Rutting Sandra, Thamrin Cindy, Cross Troy J, King Gregory G, Tonga Katrina O
Airway Physiology and Imaging Group, The Woolcock Institute of Medical Research, The University of Sydney, Sydney, NSW, Australia.
The Department of Respiratory Medicine, Royal North Shore Hospital, Sydney, NSW, Australia.
Front Physiol. 2022 May 23;13:898208. doi: 10.3389/fphys.2022.898208. eCollection 2022.
Asthma with irreversible or fixed airflow obstruction (FAO) is a severe clinical phenotype that is difficult to treat and is associated with an accelerated decline in lung function and excess morbidity. There are no current treatments to reverse or prevent this excessive decline in lung function in these patients, due to a lack of understanding of the underlying pathophysiology. The current paradigm is that FAO in asthma is due to airway remodeling driven by chronic inflammation. However, emerging evidence indicates significant and critical structural and functional changes to the lung parenchyma and its lung elastic properties in asthma with FAO, suggesting that FAO is a 'whole lung' problem and not just of the airways. In this Perspective we draw upon what is known thus far on the pathophysiological mechanisms contributing to FAO in asthma, and focus on recent advances and future directions. We propose the view that structural and functional changes in parenchymal tissue, are just as (if not more) important than airway remodeling in causing persistent lung function decline in asthma. We believe this paradigm of FAO should be considered when developing novel treatments.

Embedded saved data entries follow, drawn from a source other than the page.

//! String descriptors (USB2 9.6.7).
//!
//! Unlike the other descriptors these are variable length, so they are kept as UTF-16 code
//! units and framed on serialization.

use super::DescriptorKind;

/// LANGID for English (United States).
pub const LANG_EN_US: u16 = 0x0409;

/// Most code units that fit behind a one-byte bLength.
const MAX_UNITS: usize = (u8::MAX as usize - 2) / 2;

#[derive(Clone, Debug, Eq, PartialEq)]
pub struct StringDescriptor {
    /// UTF-16 code units, or LANGIDs for string zero.
    units: Vec<u16>,
}

impl StringDescriptor {
    /// String zero: the list of supported languages.
    pub fn languages(langs: &[u16]) -> Self {
        let mut units = langs.to_vec();
        units.truncate(MAX_UNITS);
        Self { units }
    }

    /// Encodes `s` as UTF-16, truncated to 126 code units.
    pub fn new(s: &str) -> Self {
        let mut units: Vec<u16> = s.encode_utf16().collect();
        units.truncate(MAX_UNITS);
        Self { units }
    }

    pub fn length(&self) -> u8 {
        (2 + self.units.len() * 2) as u8
    }

    pub fn units(&self) -> &[u16] {
        &self.units
    }

    pub fn to_bytes(&self) -> Vec<u8> {
        let mut bytes = Vec::with_capacity(usize::from(self.length()));
        bytes.push(self.length());
        bytes.push(DescriptorKind::String as u8);
        for unit in &self.units {
            bytes.extend_from_slice(&unit.to_le_bytes());
        }
        bytes
    }
}

#[cfg(test)]
mod tests {
    use super::*;

    #[test]
    fn language_table() {
        let desc = StringDescriptor::languages(&[LANG_EN_US]);
        assert_eq!(desc.to_bytes(), vec![4, 3, 0x09, 0x04]);
    }

    #[test]
    fn utf16_string() {
        let desc = StringDescriptor::new("Fb");
        assert_eq!(desc.to_bytes(), vec![6, 3, b'F', 0, b'b', 0]);
    }

    #[test]
    fn long_language_lists_are_truncated() {
        let langs = vec![LANG_EN_US; 200];
        let desc = StringDescriptor::languages(&langs);
        assert_eq!(desc.units().len(), 126);
        assert_eq!(desc.length(), 254);
        assert_eq!(desc.to_bytes().len(), 254);
    }

    #[test]
    fn long_strings_are_truncated() {
        let desc = StringDescriptor::new(&"x".repeat(300));
        assert_eq!(desc.length(), 254);
        assert_eq!(desc.to_bytes().len(), 254);
    }
}
use driver_udc::UDCAdapter;

use crate::config::FastbootConfig;
use crate::descriptors::FastbootDescriptors;
use crate::dispatch::{Callbacks, Dispatcher};
use crate::error::{report, DriverError, IoError};
use crate::transfer::Transport;

#[derive(Clone, Copy, Debug, Eq, Hash, PartialEq)]
pub enum DriverState {
    Uninitialized,
    ProviderBound,
    Connected,
    Running,
    Stopped,
    Failed,
}

impl DriverState {
    pub fn as_str(&self) -> &'static str {
        match self {
            Self::Uninitialized => "uninitialized",
            Self::ProviderBound => "provider_bound",
            Self::Connected => "connected",
            Self::Running => "running",
            Self::Stopped => "stopped",
            Self::Failed => "failed",
        }
    }
}

fn transition(state: &mut DriverState, next: DriverState) {
    log::debug!("fastboot: {} -> {}", state.as_str(), next.as_str());
    *state = next;
}

/// The Fastboot USB gadget driver.
///
/// One instance drives one device controller for the lifetime of the boot stage. The
/// descriptors are built when a controller is bound and stay put until the next
/// [FastbootUsb::start], or until the session fails.
pub struct FastbootUsb<A: UDCAdapter> {
    config: FastbootConfig,
    state: DriverState,
    udc: Option<A>,
    descriptors: Option<FastbootDescriptors>,
}

impl<A: UDCAdapter> FastbootUsb<A> {
    pub fn new(config: FastbootConfig) -> Self {
        Self {
            config,
            state: DriverState::Uninitialized,
            udc: None,
            descriptors: None,
        }
    }

    pub fn state(&self) -> DriverState {
        self.state
    }

    pub fn config(&self) -> &FastbootConfig {
        &self.config
    }

    pub fn descriptors(&self) -> Option<&FastbootDescriptors> {
        self.descriptors.as_ref()
    }

    /// The controller found by the last [FastbootUsb::start], if any.
    pub fn udc(&self) -> Option<&A> {
        self.udc.as_ref()
    }

    /// Brings the gadget up on the controller returned by `locate` and services the bus
    /// until the run budget is used up or the host goes away.
    ///
    /// Blocks for the whole session. Any failure leaves the driver in
    /// [DriverState::Failed]; it can only be recovered by calling `start` again.
    pub fn start<L>(&mut self, locate: L, callbacks: Callbacks) -> Result<(), DriverError>
    where
        L: FnOnce() -> Option<A>,
    {
        self.state = DriverState::Uninitialized;
        self.udc = None;
        self.descriptors = None;

        match self.run_session(locate, callbacks) {
            Ok(()) => {
                log::info!("fastboot: usb session ended");
                transition(&mut self.state, DriverState::Stopped);
                Ok(())
            }
            Err(err) => {
                transition(&mut self.state, DriverState::Failed);
                // The controller stays readable through `udc`, but nothing is queued to it
                // until the next successful start.
                self.descriptors = None;
                match err {
                    DriverError::ProviderUnavailable => log::warn!("fastboot: {}", err),
                    _ => report("fastboot", &err, err.code(), self.config.error_stall()),
                }
                Err(err)
            }
        }
    }

    fn run_session<L>(&mut self, locate: L, callbacks: Callbacks) -> Result<(), DriverError>
    where
        L: FnOnce() -> Option<A>,
    {
        let udc = self
            .udc
            .insert(locate().ok_or(DriverError::ProviderUnavailable)?);
        udc.init_controller()
            .map_err(DriverError::ControllerInitFailed)?;

        let speed = udc.speed();
        let descriptors = FastbootDescriptors::new(&self.config, speed);
        log::debug!(
            "fastboot: binding at {} speed, {} byte bulk packets",
            speed.as_str(),
            descriptors.bulk_max_packet_size()
        );
        udc.bind(descriptors.device_object())
            .map_err(DriverError::BindFailed)?;
        let mut dispatcher = Dispatcher::new(callbacks, &descriptors);
        self.descriptors = Some(descriptors);
        transition(&mut self.state, DriverState::ProviderBound);

        udc.connect().map_err(DriverError::ConnectFailed)?;
        transition(&mut self.state, DriverState::Connected);

        transition(&mut self.state, DriverState::Running);
        udc.run(self.config.run_timeout_us, &mut dispatcher)
            .map_err(DriverError::RunFailed)
    }

    /// Borrows the transfer engine outside of the callbacks.
    ///
    /// Fails with [IoError::NotBound] unless the last [FastbootUsb::start] bound a controller
    /// and ran its session to the end.
    pub fn transport(&mut self) -> Result<Transport<'_>, IoError> {
        let descriptors = self.descriptors.as_ref().ok_or(IoError::NotBound)?;
        let udc = self.udc.as_mut().ok_or(IoError::NotBound)?;
        Ok(Transport::new(udc, descriptors.ep_in(), descriptors.ep_out()))
    }

    /// See [Transport::write].
    pub fn write(&mut self, buffer: Vec<u8>, length: usize) -> Result<(), IoError> {
        self.transport()?.write(buffer, length)
    }

    /// See [Transport::read].
    pub fn read(&mut self, buffer: Vec<u8>, length: usize) -> Result<(), IoError> {
        self.transport()?.read(buffer, length)
    }
}
use plain::Plain;

use super::DescriptorKind;

/// bInterfaceClass value for vendor-specific interfaces.
pub const VENDOR_SPECIFIC_CLASS: u8 = 0xFF;

/// USB2 Table 9-12
#[repr(C, packed)]
#[derive(Clone, Copy, Debug, Default, Eq, PartialEq)]
pub struct InterfaceDescriptor {
    pub length: u8,
    pub kind: u8,
    pub number: u8,
    pub alternate_setting: u8,
    pub endpoints: u8,
    pub class: u8,
    pub sub_class: u8,
    pub protocol: u8,
    pub interface_str: u8,
}

unsafe impl Plain for InterfaceDescriptor {}

impl InterfaceDescriptor {
    pub const LENGTH: u8 = 9;

    pub fn new(number: u8, class: u8, sub_class: u8, protocol: u8) -> Self {
        Self {
            length: Self::LENGTH,
            kind: DescriptorKind::Interface as u8,
            number,
            alternate_setting: 0,
            endpoints: 0,
            class,
            sub_class,
            protocol,
            interface_str: 0,
        }
    }

    pub fn to_bytes(&self) -> [u8; 9] {
        [
            self.length,
            self.kind,
            self.number,
            self.alternate_setting,
            self.endpoints,
            self.class,
            self.sub_class,
            self.protocol,
            self.interface_str,
        ]
    }
}
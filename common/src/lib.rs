//! Helpers shared by the USB gadget drivers: logger setup, busy-wait timeouts and the
//! console stall used when reporting failures.

mod logger;
mod timeout;

pub use logger::{file_level, output_level, setup_logging};
pub use timeout::{stall, Timeout};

伴有不可逆性或固定性气流受限(FAO)的哮喘是一种严重的临床表型,难以治疗,且与肺功能加速下降和发病率过高相关。由于对潜在病理生理学缺乏了解,目前尚无治疗方法可逆转或预防这些患者肺功能的过度下降。当前的模式认为,哮喘中的FAO是由慢性炎症驱动的气道重塑所致。然而,新出现的证据表明,在伴有FAO的哮喘中,肺实质及其肺弹性特性发生了显著且关键的结构和功能变化,这表明FAO是一个“全肺”问题,而不仅仅是气道问题。在这篇观点文章中,我们借鉴了目前已知的导致哮喘中FAO的病理生理机制,并关注最近的进展和未来方向。我们提出这样一种观点,即实质组织的结构和功能变化在导致哮喘患者持续肺功能下降方面,与气道重塑同样(如果不是更)重要。我们认为,在开发新的治疗方法时应考虑这种FAO模式。